Phar Lap Software, Inc. was founded in April 1986 by Richard M. Smith, Robert Moote, and John M. Benfatto. Their first major success, 386|DOS-Extender, a 32-bit protected mode development tool, was released in November 1986.
Phar Lap’s product line was expanded to include 386|VMM, a virtual memory add-in driver, LinkLoc, a linker-locator for embedded development; cross tools for embedded development; and 286|DOS-Extender, a DOS extender that emulated an OS/2 environment, complete with the OS/2 API and protected mode, in contrast with Microsoft's OS/2 API emulation, which ran OS/2 applications in real mode and only supported a subset of the OS/2 API, called the Family API. Therefore it was often bound with existing OS/2 applications, replacing Microsoft's OS/2 API emulation for those applications that needed access to extended memory in DOS. Later on the TNT DOS extender was created, which was a version of 386|DOS-Extender that emulated the Win32 environment, complete with flat address space and threading. Again this DOS extender were often bound to existing Win32 applications. Unfortunately, MASM 6.1 and the 16-bit version of the Visual C++ 1.0 compiler were Win32 applications written for a beta version of Windows NT that was bound with the TNT DOS Extender, which means it could not run on the final version of Windows NT until Beta2Fix.exe was run, which replaced all references to NTDLL.DLL to BETA2.DLL. This was fixed in MASM 6.11 and Visual C++ 1.5. Much later the HX DOS Extender product was created that also emulates the Win32 environment on DOS, has been under heavy development from 2004 up to now (2007), and achieved a much better compatibility than any other attempt before.
Phar Lap developed the Virtual Control Program Interface (VCPI) specification in cooperation with Quarterdeck Office Systems, who produced the DesqView task-switching software. Phar Lap was also a member of the 12-firm committee that designed the DOS Protected Mode Interface (DPMI). VCPI and DPMI are industry standards allowing DOS extenders to co-exist with expanded memory (EMS) emulators and multi-tasking environments.
Phar Lap received several major PC industry awards for VCPI, 386|DOS-Extender, and 286|DOS-Extender.

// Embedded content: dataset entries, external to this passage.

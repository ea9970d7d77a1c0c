//! Whole-store snapshot encoding and decoding.
//!
//! A snapshot is a single JSON object whose top-level keys are exactly the
//! known collection names, each holding that collection's full document
//! list. The same shape serves as the export file format and as the
//! payload pushed to the remote mirror.

use serde_json::{Map, Value};

use crate::store::{Collection, LocalStore, StoreError};

/// Assembles the full-store snapshot as a JSON value.
///
/// Every known collection appears as a key, empty ones included, so the
/// result is self-describing: applying it reproduces the store exactly.
pub async fn snapshot_value(store: &LocalStore) -> Result<Value, StoreError> {
    let mut snapshot = Map::new();

    for collection in Collection::ALL {
        let docs = store.get_all(collection).await?;
        snapshot.insert(collection.as_str().to_string(), Value::Array(docs));
    }

    Ok(Value::Object(snapshot))
}

/// Serializes the entire store to one JSON document.
pub async fn export_snapshot(store: &LocalStore) -> Result<String, StoreError> {
    Ok(serde_json::to_string(&snapshot_value(store).await?)?)
}

/// Restores collections from a snapshot string.
///
/// Fails closed: if the input is not valid JSON, not a JSON object, or
/// maps a known collection to anything but an array, this returns
/// `Ok(false)` without touching the store. On success every collection
/// present in the payload is replaced wholesale; collections absent from
/// the payload keep their current contents. Unknown top-level keys are
/// ignored.
pub async fn import_snapshot(store: &LocalStore, input: &str) -> Result<bool, StoreError> {
    let parsed: Value = match serde_json::from_str(input) {
        Ok(v) => v,
        Err(e) => {
            tracing::warn!("snapshot import rejected: {}", e);
            return Ok(false);
        }
    };

    apply_snapshot(store, &parsed).await
}

/// Restores collections from an already-parsed snapshot value.
///
/// Same fail-closed contract as [`import_snapshot`], minus the parse step.
pub async fn apply_snapshot(store: &LocalStore, parsed: &Value) -> Result<bool, StoreError> {
    let Some(object) = parsed.as_object() else {
        tracing::warn!("snapshot import rejected: top level is not an object");
        return Ok(false);
    };

    // Validate the full payload before the first write.
    let mut replacements: Vec<(Collection, &Vec<Value>)> = Vec::new();
    for (name, value) in object {
        let Some(collection) = Collection::parse(name) else {
            continue;
        };
        let Some(docs) = value.as_array() else {
            tracing::warn!("snapshot import rejected: '{}' is not an array", name);
            return Ok(false);
        };
        replacements.push((collection, docs));
    }

    for (collection, docs) in replacements {
        store.replace_all(collection, docs).await?;
    }

    Ok(true)
}

#[cfg(test)]
mod tests {
    use super::*;
    use serde_json::json;
    use tempfile::tempdir;

    async fn setup() -> (LocalStore, tempfile::TempDir) {
        let temp_dir = tempdir().unwrap();
        let store = LocalStore::open(temp_dir.path().join("opsdesk.db"))
            .await
            .unwrap();
        (store, temp_dir)
    }

    #[tokio::test]
    async fn test_export_empty_store_lists_every_collection() {
        let (store, _temp) = setup().await;

        let exported = export_snapshot(&store).await.unwrap();
        let parsed: Value = serde_json::from_str(&exported).unwrap();
        let object = parsed.as_object().unwrap();

        assert_eq!(object.len(), Collection::ALL.len());
        for collection in Collection::ALL {
            assert_eq!(object[collection.as_str()], json!([]));
        }
    }

    #[tokio::test]
    async fn test_round_trip_preserves_store() {
        let (store, _temp) = setup().await;

        store
            .put(Collection::Tasks, &json!({"id": "t1", "title": "ship it"}))
            .await
            .unwrap();
        store
            .put(Collection::Users, &json!({"id": "u1", "name": "Ada"}))
            .await
            .unwrap();

        let exported = export_snapshot(&store).await.unwrap();
        assert!(import_snapshot(&store, &exported).await.unwrap());

        let tasks = store.get_all(Collection::Tasks).await.unwrap();
        let users = store.get_all(Collection::Users).await.unwrap();
        assert_eq!(tasks, vec![json!({"id": "t1", "title": "ship it"})]);
        assert_eq!(users, vec![json!({"id": "u1", "name": "Ada"})]);
    }

    #[tokio::test]
    async fn test_import_rejects_invalid_json_without_mutation() {
        let (store, _temp) = setup().await;

        store
            .put(Collection::Tasks, &json!({"id": "t1", "title": "keep"}))
            .await
            .unwrap();
        let before = store.get_all(Collection::Tasks).await.unwrap();

        assert!(!import_snapshot(&store, "not json at all").await.unwrap());
        assert!(!import_snapshot(&store, "{\"tasks\": [").await.unwrap());

        assert_eq!(store.get_all(Collection::Tasks).await.unwrap(), before);
    }

    #[tokio::test]
    async fn test_import_rejects_non_object_top_level() {
        let (store, _temp) = setup().await;

        store
            .put(Collection::Tasks, &json!({"id": "t1"}))
            .await
            .unwrap();

        assert!(!import_snapshot(&store, "[1, 2, 3]").await.unwrap());
        assert!(!import_snapshot(&store, "\"snapshot\"").await.unwrap());
        assert!(!import_snapshot(&store, "42").await.unwrap());
        assert!(!import_snapshot(&store, "null").await.unwrap());

        assert_eq!(store.get_all(Collection::Tasks).await.unwrap().len(), 1);
    }

    #[tokio::test]
    async fn test_import_rejects_non_array_collection_before_any_write() {
        let (store, _temp) = setup().await;

        store
            .put(Collection::Tasks, &json!({"id": "t1"}))
            .await
            .unwrap();
        store
            .put(Collection::Users, &json!({"id": "u1"}))
            .await
            .unwrap();

        // `users` is malformed, so even the well-formed `tasks` entry must
        // not be applied.
        let payload = r#"{"tasks": [{"id": "t9"}], "users": {"id": "u9"}}"#;
        assert!(!import_snapshot(&store, payload).await.unwrap());

        assert_eq!(store.get_all(Collection::Tasks).await.unwrap()[0]["id"], "t1");
        assert_eq!(store.get_all(Collection::Users).await.unwrap()[0]["id"], "u1");
    }

    #[tokio::test]
    async fn test_import_empty_arrays_clear_collections() {
        let (store, _temp) = setup().await;

        for n in 1..=3 {
            store
                .put(Collection::Tasks, &json!({"id": format!("t{n}")}))
                .await
                .unwrap();
        }

        let (empty_store, _temp2) = setup().await;
        let empty = export_snapshot(&empty_store).await.unwrap();

        assert!(import_snapshot(&store, &empty).await.unwrap());
        assert!(store.get_all(Collection::Tasks).await.unwrap().is_empty());
    }

    #[tokio::test]
    async fn test_import_leaves_absent_collections_untouched() {
        let (store, _temp) = setup().await;

        store
            .put(Collection::Users, &json!({"id": "u1", "name": "Ada"}))
            .await
            .unwrap();

        let payload = r#"{"tasks": [{"id": "t1", "title": "new"}]}"#;
        assert!(import_snapshot(&store, payload).await.unwrap());

        assert_eq!(store.get_all(Collection::Tasks).await.unwrap().len(), 1);
        assert_eq!(store.get_all(Collection::Users).await.unwrap().len(), 1);
    }

    #[tokio::test]
    async fn test_import_ignores_unknown_collections() {
        let (store, _temp) = setup().await;

        let payload = r#"{"widgets": [{"id": "w1"}], "tasks": [{"id": "t1"}]}"#;
        assert!(import_snapshot(&store, payload).await.unwrap());

        assert_eq!(store.get_all(Collection::Tasks).await.unwrap().len(), 1);
        // Unknown collections are never created implicitly, so a fresh
        // export still lists exactly the known registry.
        let exported = export_snapshot(&store).await.unwrap();
        let parsed: Value = serde_json::from_str(&exported).unwrap();
        assert!(parsed.get("widgets").is_none());
    }
}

Phar Lap was named for the great New Zealand race horse Phar Lap. The horse was rather inelegant in appearance, but performed spectacularly, setting everyone on their heels until he died a mysterious death. Software allowing application programs to reach beyond the 640KB limit was a brilliant hack: it was not elegant in appearance, but it performed spectacularly, setting everyone on their heels when it worked correctly, and causing programs to die mysterious deaths when utilized by a careless programmer.
There was no mystery when the market for DOS extenders died, however; they were not needed by 32-bit Windows applications which could directly address all the memory the computer hardware would support.